Разрезала его на три полоски и, сняв верхушки, раздала по одному яйцу Кори, Шатти и Джону.
— Стоят, как три солдата, — сказал Кори. — Три стража здоровья. А верхушку с яйца мне уже сто лет никто не снимал.
— Привычка, — вспыхнув, пробормотала Гэрриет.
— Что значит «дом с дурной славой»? — спросила Шатти.
Гэрриет отвезла в школу Джона, потом Шатти.
— Не забудь покормить Смолыша! — крикнула Шатти и потерялась в шумной толпе подружек.
Возвращаясь от детской площадки к машине, Гэрриет обратила внимание на расстроенную чем-то женщину, которая тащила за собой троих неряшливо одетых ребятишек, а ее, на веревке вместо поводка, тащил большой лохматый пес. Гэрриет в умилении пощелкала языком, и пес вместе с хозяйкой рванулся к ней.
— Славная, славная псинка, — разулыбалась Гэрриет, когда черный в серых пятнах пес оперся лапами ей на плечи и начал лизать лицо.
— Смотреть на него не могу, сердце кровью обливается, — проворчала его хозяйка. — Пойдем, Рекс. — Она попыталась оттащить собаку, не очень, впрочем, настойчиво.

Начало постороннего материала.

//! Error types for FlowKey Vault
//!
//! Each subsystem has its own error enum so callers can tell a missing backup
//! from a corrupt one, or a tampered payload from a missing key. `VaultError`
//! is the application-level umbrella used by the facade and the CLI.

use std::path::PathBuf;

use thiserror::Error;

use crate::backup::BackupFile;

/// Failure reported by a secure credential store
///
/// Status codes follow the platform keychain convention: negative values are
/// store-defined failures, `0` is never used for an error.
#[derive(Error, Debug, Clone, PartialEq, Eq)]
#[error("Credential store error (status {status}): {message}")]
pub struct KeyStoreError {
    pub status: i32,
    pub message: String,
}

impl KeyStoreError {
    /// An entry already exists for the (service, account) pair
    pub const DUPLICATE_ITEM: i32 = -25299;
    /// The underlying storage could not be read or written
    pub const IO_FAILURE: i32 = -36;
    /// The store could not be unlocked (wrong passphrase)
    pub const AUTH_FAILED: i32 = -25293;
    /// An entry exists but its contents are unusable
    pub const DECODE_FAILED: i32 = -26275;

    pub fn new(status: i32, message: impl Into<String>) -> Self {
        Self {
            status,
            message: message.into(),
        }
    }

    pub fn io(message: impl Into<String>) -> Self {
        Self::new(Self::IO_FAILURE, message)
    }
}

/// Errors from the authenticated encryption layer
#[derive(Error, Debug, Clone, PartialEq, Eq)]
pub enum EncryptionError {
    /// The master key has not been loaded
    #[error("Master key is not available; the key manager has not been initialized")]
    KeyUnavailable,

    /// Input is too short or otherwise not an encrypted blob
    #[error("Malformed encrypted blob: {0}")]
    MalformedBlob(String),

    /// Tag verification failed: tampered data or wrong key
    #[error("Authentication failed: data was tampered with or encrypted under a different key")]
    AuthenticationFailure,

    /// Input was not valid base64 or the plaintext was not valid UTF-8
    #[error("Invalid data: {0}")]
    InvalidData(String),
}

/// Errors from secure file erasure
#[derive(Error, Debug, Clone, PartialEq, Eq)]
pub enum EraseError {
    #[error("Secure erase of {path} failed: {reason}")]
    IoFailure { path: PathBuf, reason: String },
}

/// Error returned by the external data store
#[derive(Error, Debug, Clone, PartialEq, Eq)]
#[error("Data store error: {0}")]
pub struct StoreError(pub String);

/// Errors from backup creation, listing, decoding and restore
#[derive(Error, Debug, Clone, PartialEq, Eq)]
pub enum BackupError {
    #[error("Backup file not found: {0}")]
    FileNotFound(PathBuf),

    #[error("Invalid backup data: {0}")]
    InvalidBackupData(String),

    #[error("Incompatible backup version {found}: expected major version {expected}")]
    IncompatibleVersion { found: String, expected: u32 },

    #[error("Backup I/O error: {0}")]
    Io(String),

    #[error(transparent)]
    Encryption(#[from] EncryptionError),

    #[error(transparent)]
    Erase(#[from] EraseError),

    #[error(transparent)]
    DataStore(#[from] StoreError),
}

impl BackupError {
    /// Check whether the backup failed authentication (tampered or wrong key)
    pub fn is_tampered(&self) -> bool {
        matches!(self, Self::Encryption(EncryptionError::AuthenticationFailure))
    }
}

impl From<std::io::Error> for BackupError {
    fn from(err: std::io::Error) -> Self {
        Self::Io(err.to_string())
    }
}

/// A failed restore, with what the caller needs to decide on recovery
#[derive(Error, Debug, Clone)]
#[error("Restore failed: {error}")]
pub struct RestoreError {
    /// What went wrong
    #[source]
    pub error: BackupError,
    /// The safety backup taken before applying, if one was written
    pub restore_point: Option<BackupFile>,
    /// Whether the pre-restore state was re-applied after a failed apply
    pub rolled_back: bool,
}

impl RestoreError {
    /// A failure that happened before anything was touched
    pub(crate) fn untouched(error: BackupError) -> Self {
        Self {
            error,
            restore_point: None,
            rolled_back: false,
        }
    }

    /// Whether a restore point exists that can be restored manually
    pub fn can_roll_back(&self) -> bool {
        self.restore_point.is_some()
    }
}

/// The main error type for FlowKey Vault operations
#[derive(Error, Debug)]
pub enum VaultError {
    /// Configuration-related errors
    #[error("Configuration error: {0}")]
    Config(String),

    /// File I/O errors
    #[error("I/O error: {0}")]
    Io(String),

    /// JSON serialization/deserialization errors
    #[error("JSON error: {0}")]
    Json(String),

    /// Validation errors for user input
    #[error("Validation error: {0}")]
    Validation(String),

    /// Entity not found errors
    #[error("{entity_type} not found: {identifier}")]
    NotFound {
        entity_type: &'static str,
        identifier: String,
    },

    #[error(transparent)]
    KeyStore(#[from] KeyStoreError),

    #[error(transparent)]
    Encryption(#[from] EncryptionError),

    #[error(transparent)]
    Erase(#[from] EraseError),

    #[error(transparent)]
    Backup(#[from] BackupError),

    #[error(transparent)]
    Restore(#[from] RestoreError),

    #[error(transparent)]
    DataStore(#[from] StoreError),

    /// The background worker exited before delivering a result
    #[error("Background worker stopped before the job completed")]
    WorkerStopped,
}

impl VaultError {
    /// Create a "not found" error for backups
    pub fn backup_not_found(identifier: impl Into<String>) -> Self {
        Self::NotFound {
            entity_type: "Backup",
            identifier: identifier.into(),
        }
    }

    /// Check if this is a "not found" error
    pub fn is_not_found(&self) -> bool {
        matches!(
            self,
            Self::NotFound { .. } | Self::Backup(BackupError::FileNotFound(_))
        )
    }
}

impl From<std::io::Error> for VaultError {
    fn from(err: std::io::Error) -> Self {
        Self::Io(err.to_string())
    }
}

impl From<serde_json::Error> for VaultError {
    fn from(err: serde_json::Error) -> Self {
        Self::Json(err.to_string())
    }
}

/// Result type alias for FlowKey Vault operations
pub type VaultResult<T> = Result<T, VaultError>;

— А что случилось? — спросила Гэрриет.
— Сейчас оставлю этих троих в школе и повезу сдавать его в собачий приемник. Дети захныкали.
— Никак не получается держать его дома, — пояснила женщина. — Я работаю, а он, чуть только я за дверь, начинает жутко выть, и домовладелица сказала: все, чтобы больше его тут не было. Ничего, в приемнике ему подыщут других хозяев.
— Но ведь его могут и не взять, — забеспокоилась Гэрриет. — Тогда через семь дней его просто усыпят. Ах, как жалко, что я не могу его взять…
Рекс тыкался мордой ей в лицо и размахивал лохматым хвостом.
— Какой он породы? — спросила Гэрриет.
— Сеттер, кажется, — сказала хозяйка и поспешно добавила:
— Щеночек еще.
Сердце Гэрриет не выдержало.
— Постойте минутку здесь, — сказала она. — Я схожу позвоню своему хозяину.
Кори уже сел за работу и не очень-то обрадовался звонку.
— Мистер Эрскин… то есть Кори. Тут, около школы… словом, тут совершенно бесподобный щенок.
— Ну? — раздался в ответ бесстрастный голос Кори.
— Если ему не найдут хозяев, его придется усыпить. А он такой славный.
— Гэрриет, — вздохнул он. — Тебе что, мало хлопот со всеми нами? Уильям, Шатти, Джон, я, Тритон со Смолышом… Мы еще ни одного котенка никому не пристроили, а ты уже тащишь в дом щенка? Так звони сразу в зоопарк, предложи им присылать к нам на каникулы всех зверей. Или в Баттерсийский дом собак — скажи, что мы всех берем.